Packets.packets.UpdatePosition.listen(function(data, player)
    -- listener A
end)

Packets.packets.UpdatePosition.listen(function(data, player)
    -- listener B
end)

-- Removes both listener A and listener B
Packets.packets.UpdatePosition.disconnectAll()
disconnectAll clears every listener on the packet or query — including ones registered by other systems. Only use it when you are certain you own all listeners on that packet, such as during a controlled teardown sequence.
wait() suspends the current coroutine until the packet or query fires once, then resumes it with the received data.
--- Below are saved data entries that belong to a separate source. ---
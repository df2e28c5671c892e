//! Error types for the sort engine

use std::collections::TryReserveError;
use thiserror::Error;

/// Result type for sort operations
pub type SortResult<T> = Result<T, SortError>;

/// Errors that can occur while running a sort
#[derive(Error, Debug)]
pub enum SortError {
    /// A scratch or output buffer could not grow to the required capacity.
    /// Recoverable: the caller aborts the current sort and keeps whatever
    /// result it last published.
    #[error("buffer allocation failed for {capacity} elements: {source}")]
    Allocation {
        capacity: usize,
        source: TryReserveError,
    },

    #[error("bin budget {got} is below the minimum of {min}")]
    BinBudgetTooSmall { got: usize, min: usize },
}

impl SortError {
    pub(crate) fn allocation(capacity: usize, source: TryReserveError) -> Self {
        Self::Allocation { capacity, source }
    }
}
It behaves like a one-shot listener implemented with coroutine.yield, so it does not block the rest of the script.
local Packets = require(path.to.Packets)

task.spawn(function()
    -- Yields here until the next UpdateHealth packet arrives
    local data, player = Packets.packets.UpdateHealth.wait()
    print("Received health update:", data.health)
end)
wait is useful for sequential flows where you want to pause execution until a specific event occurs, without setting up a persistent listener.

Disconnect pattern in practice

Assign the return value of listen to a variable so you can disconnect it later. This is the recommended approach for listeners that should be tied to the lifetime of a specific object or state:
local Packets = require(path.to.Packets)

local onHealthChanged

onHealthChanged = Packets.packets.UpdateHealth.listen(function(data, player)
    if data.health <= 0 then
        print(player.Name, "has died")
        -- Clean up this specific listener once its job is done
        onHealthChanged()
    end
end)
Disconnecting inside the callback is safe — ByteNet Max uses table.find and table.remove to locate the listener by reference, so removing it during iteration does not corrupt the listener list.